EXERCISE INSTRUCTIONS: Keep each line of the material that includes "reads", and leave out the rest.

SOURCE RECORDS:
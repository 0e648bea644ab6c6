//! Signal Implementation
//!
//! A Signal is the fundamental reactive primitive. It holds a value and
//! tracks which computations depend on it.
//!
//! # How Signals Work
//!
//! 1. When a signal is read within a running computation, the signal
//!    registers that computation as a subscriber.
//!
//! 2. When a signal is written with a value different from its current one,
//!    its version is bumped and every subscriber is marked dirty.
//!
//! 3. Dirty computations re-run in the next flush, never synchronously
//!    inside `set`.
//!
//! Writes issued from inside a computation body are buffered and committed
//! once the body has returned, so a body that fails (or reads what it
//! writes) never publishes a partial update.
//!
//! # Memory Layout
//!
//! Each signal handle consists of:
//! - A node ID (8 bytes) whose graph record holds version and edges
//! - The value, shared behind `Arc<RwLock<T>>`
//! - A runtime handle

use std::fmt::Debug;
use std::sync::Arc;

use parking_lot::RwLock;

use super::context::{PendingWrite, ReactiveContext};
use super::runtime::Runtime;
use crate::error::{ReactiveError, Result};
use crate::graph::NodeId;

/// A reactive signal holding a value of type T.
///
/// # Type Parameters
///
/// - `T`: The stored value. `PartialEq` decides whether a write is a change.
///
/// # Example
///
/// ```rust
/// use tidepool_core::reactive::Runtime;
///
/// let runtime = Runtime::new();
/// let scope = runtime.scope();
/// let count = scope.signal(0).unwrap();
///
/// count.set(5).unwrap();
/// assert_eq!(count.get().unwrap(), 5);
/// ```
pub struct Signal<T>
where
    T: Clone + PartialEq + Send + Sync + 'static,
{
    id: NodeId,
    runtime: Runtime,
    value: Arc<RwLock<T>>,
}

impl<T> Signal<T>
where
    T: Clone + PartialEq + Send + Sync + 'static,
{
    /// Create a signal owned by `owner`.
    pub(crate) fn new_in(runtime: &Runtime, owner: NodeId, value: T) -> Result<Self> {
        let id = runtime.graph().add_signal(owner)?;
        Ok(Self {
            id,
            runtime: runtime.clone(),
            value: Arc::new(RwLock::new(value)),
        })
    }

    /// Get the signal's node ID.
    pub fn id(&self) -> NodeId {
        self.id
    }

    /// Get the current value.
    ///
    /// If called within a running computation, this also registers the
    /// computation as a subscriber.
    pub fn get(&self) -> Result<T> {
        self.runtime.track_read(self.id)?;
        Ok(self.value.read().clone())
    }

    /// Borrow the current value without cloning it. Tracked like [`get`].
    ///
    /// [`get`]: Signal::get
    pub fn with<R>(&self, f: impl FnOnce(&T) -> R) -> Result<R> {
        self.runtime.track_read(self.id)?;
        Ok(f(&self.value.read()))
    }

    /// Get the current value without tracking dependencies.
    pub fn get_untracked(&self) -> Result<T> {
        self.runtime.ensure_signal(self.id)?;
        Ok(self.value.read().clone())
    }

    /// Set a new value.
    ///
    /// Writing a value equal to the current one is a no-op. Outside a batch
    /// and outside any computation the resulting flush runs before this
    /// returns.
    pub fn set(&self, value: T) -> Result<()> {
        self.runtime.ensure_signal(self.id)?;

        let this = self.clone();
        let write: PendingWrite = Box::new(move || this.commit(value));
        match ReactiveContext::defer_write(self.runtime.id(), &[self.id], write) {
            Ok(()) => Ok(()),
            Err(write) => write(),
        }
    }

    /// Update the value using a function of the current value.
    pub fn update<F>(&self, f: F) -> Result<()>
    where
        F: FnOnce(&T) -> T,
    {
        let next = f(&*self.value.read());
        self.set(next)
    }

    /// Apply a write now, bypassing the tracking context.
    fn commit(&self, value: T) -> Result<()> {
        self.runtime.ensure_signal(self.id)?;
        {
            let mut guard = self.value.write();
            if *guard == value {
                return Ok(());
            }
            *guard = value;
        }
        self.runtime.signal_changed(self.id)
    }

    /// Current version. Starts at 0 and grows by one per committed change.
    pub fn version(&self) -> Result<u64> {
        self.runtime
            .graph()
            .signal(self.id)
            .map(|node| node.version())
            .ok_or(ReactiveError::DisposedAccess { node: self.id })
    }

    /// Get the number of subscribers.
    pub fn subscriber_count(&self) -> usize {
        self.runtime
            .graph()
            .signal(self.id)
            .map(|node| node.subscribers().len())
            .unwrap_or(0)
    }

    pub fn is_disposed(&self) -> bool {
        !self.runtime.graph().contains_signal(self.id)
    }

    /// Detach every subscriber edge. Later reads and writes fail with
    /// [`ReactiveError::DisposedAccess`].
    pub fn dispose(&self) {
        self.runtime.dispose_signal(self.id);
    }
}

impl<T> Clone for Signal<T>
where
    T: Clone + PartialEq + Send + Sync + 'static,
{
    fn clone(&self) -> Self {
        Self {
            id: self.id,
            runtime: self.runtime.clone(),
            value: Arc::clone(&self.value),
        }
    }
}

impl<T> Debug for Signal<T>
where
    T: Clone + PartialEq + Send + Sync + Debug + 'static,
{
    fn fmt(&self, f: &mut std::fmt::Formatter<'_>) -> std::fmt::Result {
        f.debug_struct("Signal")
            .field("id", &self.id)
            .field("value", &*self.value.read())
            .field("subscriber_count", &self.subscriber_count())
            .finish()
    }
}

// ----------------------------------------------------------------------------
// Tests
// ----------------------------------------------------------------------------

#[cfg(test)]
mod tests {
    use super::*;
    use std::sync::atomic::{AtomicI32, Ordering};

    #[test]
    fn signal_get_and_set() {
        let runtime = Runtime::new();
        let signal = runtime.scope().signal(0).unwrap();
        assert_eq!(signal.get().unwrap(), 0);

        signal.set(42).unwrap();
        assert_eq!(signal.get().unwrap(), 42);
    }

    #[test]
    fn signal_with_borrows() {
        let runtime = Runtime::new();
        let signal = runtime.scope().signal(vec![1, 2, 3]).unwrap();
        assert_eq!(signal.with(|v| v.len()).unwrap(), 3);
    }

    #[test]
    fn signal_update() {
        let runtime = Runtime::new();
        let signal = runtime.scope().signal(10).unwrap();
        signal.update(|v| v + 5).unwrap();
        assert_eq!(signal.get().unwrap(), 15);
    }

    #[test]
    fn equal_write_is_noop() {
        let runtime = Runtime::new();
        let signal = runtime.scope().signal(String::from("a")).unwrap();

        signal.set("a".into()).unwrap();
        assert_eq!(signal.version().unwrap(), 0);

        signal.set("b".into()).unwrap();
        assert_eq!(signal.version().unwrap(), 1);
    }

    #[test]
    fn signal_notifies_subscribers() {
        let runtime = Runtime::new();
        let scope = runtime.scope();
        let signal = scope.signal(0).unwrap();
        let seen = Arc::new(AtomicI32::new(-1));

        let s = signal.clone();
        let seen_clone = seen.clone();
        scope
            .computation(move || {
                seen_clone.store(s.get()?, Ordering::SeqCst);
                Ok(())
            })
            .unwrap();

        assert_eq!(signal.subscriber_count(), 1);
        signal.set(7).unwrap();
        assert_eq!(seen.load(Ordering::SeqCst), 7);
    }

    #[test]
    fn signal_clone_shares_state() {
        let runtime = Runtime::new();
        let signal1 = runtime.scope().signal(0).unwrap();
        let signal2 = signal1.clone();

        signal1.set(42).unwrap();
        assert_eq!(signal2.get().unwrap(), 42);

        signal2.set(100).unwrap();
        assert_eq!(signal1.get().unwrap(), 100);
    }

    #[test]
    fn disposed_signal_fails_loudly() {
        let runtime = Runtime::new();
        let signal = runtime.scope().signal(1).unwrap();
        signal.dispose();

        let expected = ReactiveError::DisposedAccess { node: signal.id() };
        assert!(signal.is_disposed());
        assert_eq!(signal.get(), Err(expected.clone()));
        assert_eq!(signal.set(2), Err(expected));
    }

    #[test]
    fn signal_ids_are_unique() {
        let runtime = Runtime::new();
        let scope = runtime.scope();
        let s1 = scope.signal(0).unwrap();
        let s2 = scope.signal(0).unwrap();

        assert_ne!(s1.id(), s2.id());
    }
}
--
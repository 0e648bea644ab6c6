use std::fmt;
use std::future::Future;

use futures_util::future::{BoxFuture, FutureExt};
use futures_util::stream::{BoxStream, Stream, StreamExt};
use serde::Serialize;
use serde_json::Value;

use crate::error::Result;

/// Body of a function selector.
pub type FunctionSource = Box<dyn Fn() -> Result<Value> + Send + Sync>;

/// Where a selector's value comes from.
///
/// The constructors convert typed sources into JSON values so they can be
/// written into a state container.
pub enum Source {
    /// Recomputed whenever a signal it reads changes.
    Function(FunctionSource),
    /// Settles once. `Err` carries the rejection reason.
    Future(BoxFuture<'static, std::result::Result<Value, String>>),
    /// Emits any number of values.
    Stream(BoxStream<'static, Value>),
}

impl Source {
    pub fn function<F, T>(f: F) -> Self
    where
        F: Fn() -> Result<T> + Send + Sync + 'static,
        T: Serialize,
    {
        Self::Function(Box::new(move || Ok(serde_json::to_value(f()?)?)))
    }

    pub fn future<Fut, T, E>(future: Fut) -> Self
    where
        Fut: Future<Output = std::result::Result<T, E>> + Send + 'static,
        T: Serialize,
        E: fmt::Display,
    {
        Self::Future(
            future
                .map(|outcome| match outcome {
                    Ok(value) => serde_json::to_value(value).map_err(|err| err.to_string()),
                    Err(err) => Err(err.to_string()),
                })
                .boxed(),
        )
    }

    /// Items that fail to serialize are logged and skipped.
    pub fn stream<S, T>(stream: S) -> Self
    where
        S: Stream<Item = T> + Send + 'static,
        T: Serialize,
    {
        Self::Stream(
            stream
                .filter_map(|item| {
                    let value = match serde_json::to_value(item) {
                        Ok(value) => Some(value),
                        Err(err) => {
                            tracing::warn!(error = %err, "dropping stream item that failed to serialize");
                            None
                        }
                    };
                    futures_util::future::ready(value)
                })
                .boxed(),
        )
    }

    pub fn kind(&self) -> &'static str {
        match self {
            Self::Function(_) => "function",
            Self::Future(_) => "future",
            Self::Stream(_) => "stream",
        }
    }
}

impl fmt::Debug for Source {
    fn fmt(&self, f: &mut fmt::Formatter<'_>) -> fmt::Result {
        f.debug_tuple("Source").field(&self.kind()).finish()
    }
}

SOLUTION:
//! once the body has returned, so a body that fails (or reads what it
    /// Detach every subscriber edge. Later reads and writes fail with
    /// Recomputed whenever a signal it reads changes.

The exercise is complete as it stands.